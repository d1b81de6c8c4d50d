//! Numerical utilities: min–max scaling, statistics and least squares.

pub mod ols;
pub mod scaling;
pub mod stats;

pub use ols::*;
pub use scaling::*;
pub use stats::*;
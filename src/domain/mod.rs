//! Domain types used throughout the pipeline.
//!
//! This module defines:
//!
//! - tabular inputs (`Table`, `Column`, `ColumnData`)
//! - normalization outputs (`NormalizedTable`, `ScaleRecord`, `ZeroRangePolicy`)
//! - analysis outputs (`ClusterAssignment`, `FittedModel`, `UncertaintyEnvelope`, etc.)

pub mod types;

pub use types::*;
//! Key reconciliation between two tables.
//!
//! Reports the keys that appear in exactly one table, sorted lexicographically
//! (byte order), which is the row order of a sorted outer join on the key.

use std::collections::HashSet;

use tracing::info;

use crate::domain::{Reconciliation, Table};
use crate::error::AppError;
use crate::table::ops::key_values;

/// Compare the `key` column of two tables.
///
/// Fails with `ColumnNotFound` if either table lacks the column. Missing key
/// cells are ignored.
pub fn diff_entries(first: &Table, second: &Table, key: &str) -> Result<Reconciliation, AppError> {
    let a = key_values(first, key)?;
    let b = key_values(second, key)?;

    let set_a: HashSet<&str> = a.iter().map(String::as_str).collect();
    let set_b: HashSet<&str> = b.iter().map(String::as_str).collect();

    let common = set_a.intersection(&set_b).count();
    let total = set_a.union(&set_b).count();

    let mut mismatches: Vec<String> = a
        .iter()
        .filter(|k| !set_b.contains(k.as_str()))
        .chain(b.iter().filter(|k| !set_a.contains(k.as_str())))
        .cloned()
        .collect();
    mismatches.sort();

    info!(total, common, mismatching = mismatches.len(), "reconciled `{key}`");

    Ok(Reconciliation {
        mismatches,
        total,
        common,
    })
}

#[cfg(test)]
mod tests {
    use super::*;
    use crate::domain::Column;

    fn keyed(keys: &[&str]) -> Table {
        Table::new(vec![Column::text(
            "Country",
            keys.iter().map(|k| Some(k.to_string())).collect(),
        )])
        .unwrap()
    }

    #[test]
    fn symmetric_difference_of_key_sets() {
        let r = diff_entries(&keyed(&["A", "B", "C"]), &keyed(&["B", "C", "D"]), "Country").unwrap();
        assert_eq!(r.mismatches, vec!["A", "D"]);
        assert_eq!(r.total, 4);
        assert_eq!(r.common, 2);
    }

    #[test]
    fn mismatches_are_sorted_regardless_of_row_order() {
        let r = diff_entries(&keyed(&["Zambia", "Aruba"]), &keyed(&["Chad"]), "Country").unwrap();
        assert_eq!(r.mismatches, vec!["Aruba", "Chad", "Zambia"]);
        assert_eq!(r.total, 3);
        assert_eq!(r.common, 0);
    }

    #[test]
    fn table_against_itself_has_no_mismatches() {
        let t = keyed(&["X", "Y", "Z", "Y"]);
        let r = diff_entries(&t, &t, "Country").unwrap();
        assert!(r.mismatches.is_empty());
        assert_eq!(r.total, 3);
        assert_eq!(r.common, 3);
    }

    #[test]
    fn missing_key_column_is_named() {
        let err = diff_entries(&keyed(&["A"]), &keyed(&["A"]), "Country Name").unwrap_err();
        assert!(matches!(err, AppError::ColumnNotFound { column } if column == "Country Name"));
    }

    #[test]
    fn missing_key_cells_are_skipped() {
        let with_gap = Table::new(vec![Column::text("Country", vec![Some("A".into()), None])]).unwrap();
        let r = diff_entries(&with_gap, &keyed(&["A"]), "Country").unwrap();
        assert!(r.mismatches.is_empty());
    }
}
//! Formatted terminal output.
//!
//! We keep formatting code in one place so:
//! - the math/fitting code stays clean and testable
//! - output changes are localized (snapshot-friendly)

use nalgebra::DMatrix;

use crate::domain::{ClusterAssignment, FittedModel, Reconciliation, ScaleRecord, UncertaintyEnvelope};

/// Entry counts and the mismatching keys of a reconciliation.
pub fn format_reconciliation(rec: &Reconciliation) -> String {
    let mut out = String::new();
    out.push_str(&format!("total entries {}\n", rec.total));
    out.push_str(&format!("entries in common {}\n", rec.common));
    out.push_str(&format!("Mismatching Entries ({}):\n", rec.mismatches.len()));
    for key in &rec.mismatches {
        out.push_str(&format!("  {key}\n"));
    }
    out
}

/// Cluster centres in original units, one row per cluster with its size.
pub fn format_centres(centres: &DMatrix<f64>, scale: &ScaleRecord, clusters: &ClusterAssignment) -> String {
    let mut out = String::new();
    out.push_str("Cluster Centers (Original Scale):\n");

    let name_w = scale.columns.iter().map(|c| c.len()).max().unwrap_or(0).max(12);
    out.push_str(&format!("{:<8} {:>6}", "cluster", "size"));
    for name in &scale.columns {
        out.push_str(&format!(" {:>name_w$}", truncate(name, name_w)));
    }
    out.push('\n');

    let sizes = clusters.sizes();
    for (i, row) in centres.row_iter().enumerate() {
        out.push_str(&format!("{:<8} {:>6}", i, sizes.get(i).copied().unwrap_or(0)));
        for v in row.iter() {
            out.push_str(&format!(" {v:>name_w$.3}"));
        }
        out.push('\n');
    }
    out
}

/// Fit diagnostics and the band sigma used for each model.
pub fn format_fits(fits: &[(&FittedModel, &[f64], &UncertaintyEnvelope)]) -> String {
    let mut out = String::new();
    out.push_str("Model fits:\n");
    for &(fit, sigma, band) in fits {
        out.push_str(&format!(
            "- {:<8} {}  n={} SSE={:.3} RMSE={:.3} iters={}\n",
            fit.model.display_name(),
            fit.model.formula(),
            fit.n,
            fit.sse,
            fit.rmse,
            fit.iterations
        ));
        out.push_str(&format!("  params     : {}\n", fmt_vec(&fit.params)));
        out.push_str(&format!("  sigma (fit): {}\n", fmt_vec(&fit.sigma)));
        out.push_str(&format!("  sigma(band): {}\n", fmt_vec(sigma)));
        if let (Some(lo), Some(hi)) = (band.lower.first(), band.upper.last()) {
            out.push_str(&format!(
                "  band       : {} points, lower[0]={lo:.3} upper[last]={hi:.3}\n",
                band.x.len()
            ));
        }
    }
    out
}

fn fmt_vec(v: &[f64]) -> String {
    let parts: Vec<String> = v.iter().map(|x| format!("{x:.6}")).collect();
    format!("[{}]", parts.join(", "))
}

fn truncate(s: &str, max: usize) -> String {
    if s.chars().count() <= max {
        return s.to_string();
    }
    let mut out: String = s.chars().take(max.saturating_sub(1)).collect();
    out.push('.');
    out
}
⁂
§ Task details
From the entries above, restate word for word the lines from the line containing "assert_eq!(r.common, 2);" to the line containing "with its size.", both ends included, and nothing more.

§ Result of this task
        assert_eq!(r.common, 2);
    }

    #[test]
    fn mismatches_are_sorted_regardless_of_row_order() {
        let r = diff_entries(&keyed(&["Zambia", "Aruba"]), &keyed(&["Chad"]), "Country").unwrap();
        assert_eq!(r.mismatches, vec!["Aruba", "Chad", "Zambia"]);
        assert_eq!(r.total, 3);
        assert_eq!(r.common, 0);
    }

    #[test]
    fn table_against_itself_has_no_mismatches() {
        let t = keyed(&["X", "Y", "Z", "Y"]);
        let r = diff_entries(&t, &t, "Country").unwrap();
        assert!(r.mismatches.is_empty());
        assert_eq!(r.total, 3);
        assert_eq!(r.common, 3);
    }

    #[test]
    fn missing_key_column_is_named() {
        let err = diff_entries(&keyed(&["A"]), &keyed(&["A"]), "Country Name").unwrap_err();
        assert!(matches!(err, AppError::ColumnNotFound { column } if column == "Country Name"));
    }

    #[test]
    fn missing_key_cells_are_skipped() {
        let with_gap = Table::new(vec![Column::text("Country", vec![Some("A".into()), None])]).unwrap();
        let r = diff_entries(&with_gap, &keyed(&["A"]), "Country").unwrap();
        assert!(r.mismatches.is_empty());
    }
}
//! Formatted terminal output.
//!
//! We keep formatting code in one place so:
//! - the math/fitting code stays clean and testable
//! - output changes are localized (snapshot-friendly)

use nalgebra::DMatrix;

use crate::domain::{ClusterAssignment, FittedModel, Reconciliation, ScaleRecord, UncertaintyEnvelope};

/// Entry counts and the mismatching keys of a reconciliation.
pub fn format_reconciliation(rec: &Reconciliation) -> String {
    let mut out = String::new();
    out.push_str(&format!("total entries {}\n", rec.total));
    out.push_str(&format!("entries in common {}\n", rec.common));
    out.push_str(&format!("Mismatching Entries ({}):\n", rec.mismatches.len()));
    for key in &rec.mismatches {
        out.push_str(&format!("  {key}\n"));
    }
    out
}

/// Cluster centres in original units, one row per cluster with its size.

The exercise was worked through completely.